You heard it in the words of those who supported the bill the House adopted to replace the Affordable Care Act. Listen to Republican Congressman Mo Brooks of Alabama explain the new bill. He says it “will allow insurance companies to require people who have higher health care costs to contribute more to the insurance pool. That helps offset all these costs, thereby reducing the cost to those people who lead good livesthey’re healthy, they’ve done the things to keep their bodies healthy. And right now, those are the people — who’ve done things the right way — that are seeing their costs skyrocketing.”
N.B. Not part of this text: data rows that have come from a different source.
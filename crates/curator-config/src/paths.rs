//! Filesystem layout derived from the runtime and repository roots.
//!
//! Every derived path is a pure function of the two roots. The only
//! filesystem access happens while choosing the roots themselves, and it goes
//! through the injected [`FilesystemProbe`].

use crate::source::FilesystemProbe;
use curator_core::reflect_members;
use serde::{Deserialize, Serialize};
use std::path::{Component, Path, PathBuf};

/// Default name of the subdirectory that marks a source tree.
pub const DEFAULT_REPOSITORY_MARKER: &str = "src";

/// Absolute layout of every directory the application uses.
#[derive(Debug, Clone, Default, PartialEq, Eq, Serialize, Deserialize)]
#[serde(default)]
pub struct PathLayout {
    /// Runtime root (drive or volume root)
    pub root: PathBuf,
    /// Repository root (source and config files)
    pub repository_root: PathBuf,
    /// Log directory
    pub log: PathBuf,
    /// Application subdirectories
    pub app: AppPaths,
}

/// Application subdirectories.
#[derive(Debug, Clone, Default, PartialEq, Eq, Serialize, Deserialize)]
#[serde(default)]
pub struct AppPaths {
    /// Configuration files
    pub config: PathBuf,
    /// digiKam configuration
    pub digikam: PathBuf,
    /// Application modules
    pub modules: PathBuf,
    /// External tool installations
    pub plugins: PluginPaths,
    /// Secret vault
    pub vault: PathBuf,
}

/// Plugin directories.
#[derive(Debug, Clone, Default, PartialEq, Eq, Serialize, Deserialize)]
#[serde(default)]
pub struct PluginPaths {
    /// Installed plugins
    pub root: PathBuf,
    /// Downloaded archives
    pub downloads: PathBuf,
    /// Scratch space for extraction
    pub temp: PathBuf,
}

impl PathLayout {
    /// Derive the full layout from both roots.
    #[must_use]
    pub fn from_roots(root: impl Into<PathBuf>, repository_root: impl Into<PathBuf>) -> Self {
        let root = root.into();
        let repository_root = repository_root.into();

        let config = repository_root.join("config");
        let plugins_root = root.join("plugins");

        Self {
            log: repository_root.join("logs"),
            app: AppPaths {
                digikam: config.join("digikam"),
                config,
                modules: repository_root.join("modules"),
                plugins: PluginPaths {
                    downloads: plugins_root.join("_downloads"),
                    temp: plugins_root.join("_temp"),
                    root: plugins_root,
                },
                vault: repository_root.join("vault"),
            },
            root,
            repository_root,
        }
    }

    /// Derive the layout from a runtime root and an optional repository root.
    ///
    /// Without a repository root, `root/<repository_dir>` is used when it
    /// exists, otherwise the runtime root itself.
    #[must_use]
    pub fn derive(
        root: &Path,
        repository_root: Option<&Path>,
        repository_dir: &str,
        probe: &dyn FilesystemProbe,
    ) -> Self {
        let repository_root = match repository_root {
            Some(path) => path.to_path_buf(),
            None => {
                let candidate = root.join(repository_dir);
                if !repository_dir.is_empty() && probe.exists(&candidate) {
                    candidate
                } else {
                    root.to_path_buf()
                }
            }
        };
        Self::from_roots(root, repository_root)
    }

    /// Resolve the layout from a single absolute root hint.
    ///
    /// When `hint/<marker>` exists the hint is a source checkout: it becomes
    /// the repository root and its volume root becomes the runtime root.
    /// Otherwise both roots are the hint.
    #[must_use]
    pub fn from_hint(hint: &Path, marker: &str, probe: &dyn FilesystemProbe) -> Self {
        if !marker.is_empty() && probe.exists(&hint.join(marker)) {
            Self::from_roots(volume_root(hint), hint)
        } else {
            Self::from_roots(hint, hint)
        }
    }

    /// Directories that must exist for the application to run.
    #[must_use]
    pub fn directories(&self) -> Vec<&Path> {
        vec![
            self.log.as_path(),
            self.app.config.as_path(),
            self.app.digikam.as_path(),
            self.app.modules.as_path(),
            self.app.plugins.root.as_path(),
            self.app.plugins.downloads.as_path(),
            self.app.plugins.temp.as_path(),
            self.app.vault.as_path(),
        ]
    }
}

/// The volume root of an absolute path.
///
/// With a drive prefix this is the prefix plus root (`D:\`). On prefix-less
/// systems it is the top-level directory the path lives under
/// (`/media/ext1` → `/media`), or `/` for a path directly under it.
#[must_use]
pub fn volume_root(path: &Path) -> PathBuf {
    let anchor: PathBuf = path
        .components()
        .take_while(|c| matches!(c, Component::Prefix(_) | Component::RootDir))
        .collect();

    if path.components().any(|c| matches!(c, Component::Prefix(_))) {
        return anchor;
    }

    let normals: Vec<Component<'_>> = path
        .components()
        .filter(|c| matches!(c, Component::Normal(_)))
        .collect();

    match normals.as_slice() {
        [first, _, ..] => anchor.join(first.as_os_str()),
        _ => anchor,
    }
}

reflect_members!(PathLayout { app });
reflect_members!(AppPaths { plugins });
reflect_members!(PluginPaths);
//! Secrets handle and the secret store contract.
//!
//! The configuration core never sees secret values held by the vault. It
//! only learns which secrets exist, so callers can ask "is the API key
//! configured?" without any plaintext crossing this boundary.

use curator_core::{reflect_members, CuratorError, Result};
use serde::{Deserialize, Serialize};
use std::collections::{BTreeMap, BTreeSet};
use std::fmt;
use std::fs;
use std::path::{Path, PathBuf};
use tracing::{debug, info};

/// Vault database file name inside the vault directory.
pub const VAULT_DATABASE_FILE: &str = "vault.db";

/// File extension of secret entries in a [`VaultDirectoryStore`].
const SECRET_EXTENSION: &str = "secret";

/// Lists the secrets held by a vault.
pub trait SecretStore {
    /// Names of the secrets stored in the vault at `vault_path`.
    ///
    /// A vault that does not exist yet holds no secrets; that is not an
    /// error.
    fn secret_names(&self, vault_path: &Path) -> Result<Vec<String>>;
}

/// Secret store treating each `*.secret` file in the vault directory as one
/// named entry. Contents are never read.
#[derive(Debug, Clone, Copy, Default)]
pub struct VaultDirectoryStore;

impl SecretStore for VaultDirectoryStore {
    fn secret_names(&self, vault_path: &Path) -> Result<Vec<String>> {
        if !vault_path.is_dir() {
            debug!(vault = %vault_path.display(), "vault directory not present yet");
            return Ok(Vec::new());
        }

        let entries = fs::read_dir(vault_path).map_err(|e| {
            CuratorError::Secrets(format!(
                "failed to list vault {}: {e}",
                vault_path.display()
            ))
        })?;

        let mut names = Vec::new();
        for entry in entries {
            let path = entry?.path();
            if path.extension().and_then(|ext| ext.to_str()) == Some(SECRET_EXTENSION) {
                if let Some(stem) = path.file_stem().and_then(|s| s.to_str()) {
                    names.push(stem.to_string());
                }
            }
        }
        names.sort();
        Ok(names)
    }
}

/// Handle to the secret vault, as held by the configuration model.
#[derive(Clone, Default, PartialEq, Serialize, Deserialize)]
#[serde(default)]
pub struct SecretsHandle {
    /// Vault directory
    pub vault_path: PathBuf,
    /// Vault database file
    pub database_path: PathBuf,
    /// Whether the secret names have been loaded from the store
    pub loaded: bool,
    /// Names of secrets present in the vault
    names: BTreeSet<String>,
    /// Plaintext secrets found in a legacy configuration section
    pub legacy: BTreeMap<String, String>,
}

impl SecretsHandle {
    /// Create a handle for the vault at `vault_path`.
    #[must_use]
    pub fn new(vault_path: impl Into<PathBuf>) -> Self {
        let mut handle = Self::default();
        handle.attach(vault_path);
        handle
    }

    /// Point the handle at a vault directory, keeping legacy entries.
    pub fn attach(&mut self, vault_path: impl Into<PathBuf>) {
        self.vault_path = vault_path.into();
        self.database_path = self.vault_path.join(VAULT_DATABASE_FILE);
        self.loaded = false;
        self.names.clear();
    }

    /// Whether the handle points at a vault.
    #[must_use]
    pub fn is_attached(&self) -> bool {
        !self.vault_path.as_os_str().is_empty()
    }

    /// Populate the cached secret names from `store`.
    pub fn populate(&mut self, store: &dyn SecretStore) -> Result<usize> {
        let names = store.secret_names(&self.vault_path)?;
        self.names = names.into_iter().collect();
        self.loaded = true;
        info!(
            vault = %self.vault_path.display(),
            count = self.names.len(),
            "loaded secret index"
        );
        Ok(self.names.len())
    }

    /// Whether a secret with this name exists.
    #[must_use]
    pub fn contains(&self, name: &str) -> bool {
        self.names.contains(name)
    }

    /// Names of the secrets in the vault.
    pub fn names(&self) -> impl Iterator<Item = &str> {
        self.names.iter().map(String::as_str)
    }
}

impl fmt::Debug for SecretsHandle {
    fn fmt(&self, f: &mut fmt::Formatter<'_>) -> fmt::Result {
        f.debug_struct("SecretsHandle")
            .field("vault_path", &self.vault_path)
            .field("database_path", &self.database_path)
            .field("loaded", &self.loaded)
            .field("names", &self.names)
            .field("legacy", &self.legacy.keys().collect::<Vec<_>>())
            .finish()
    }
}

reflect_members!(SecretsHandle);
There it is. Life in the conservative mind is fair, the world is just. Only those who abuse their bodies and break the rules need healthcare. We have a responsibility to take care of only those who “have done the right things.”
"Rabbi," Mr. Brooks’ like-minded ancestors asked Jesus, "why was this man born blind? Was it because of his own sins or his parents' sins?" Jesus told them, “Neither this man nor his parents sinned, but this happened that the works of God would be displayed in him,” adding “We must work the works of him who sent me.”
I guess my problem is that I take the Gospel’s red-letter words too literally. I actually thought that the works of him who sent Jesus was to do for the least of these our brothers and sisters, that which we would also do for Jesus.
Maybe Mike Enzi, John Barrasso, Liz Cheney have a different translation but mine teaches that Jesus was fundamentally about healing those who suffered. Beyond that, what he taught is central to faiths other than Christianity. Doing otherwise may conform with the Ayn Rand philosophy running through the minds of conservatives but has no foundation in the expression of any faith.
Jesus healed when the establishment said he shouldn’t. Jesus healed the outcasts and those on the margins. those who the rest of the culture believed were undeserving. He sent the message that healing was central to a belief that there is a God and that humans have a duty to something bigger than themselves.
Jesus was clear about the responsibility of the Empire to create and maintain a social safety net. You cannot claim to follow Jesus if you disagree, for he said in unequivocal terms, “Then the king will say to those at his right hand, ‘Come, you that are blessed by my Father, inherit the kingdom prepared for you from the foundation of the world; for I was hungry and you gave me food, I was thirsty and you gave me something to drink, I was a stranger and you welcomed me, I was naked and you gave me clothing, I was sick and you took care of me, I was in prison and you visited me.’ Then the righteous will answer him, ‘Lord, when was it that we saw you hungry and gave you food, or thirsty and gave you something to drink? And when was it that we saw you a stranger and welcomed you, or naked and gave you clothing? And when was it that we saw you sick or in prison and visited you?’ And the king will answer them, ‘Truly I tell you, just as you did it to one of the least of these who are members of my family, you did it to me.”
On the very same day Trump signed an Executive Order designed to obliterate the boundary line separating church from state, his party passed a healthcare law that dramatically displays a boundary line between the Gospel and their political philosophy.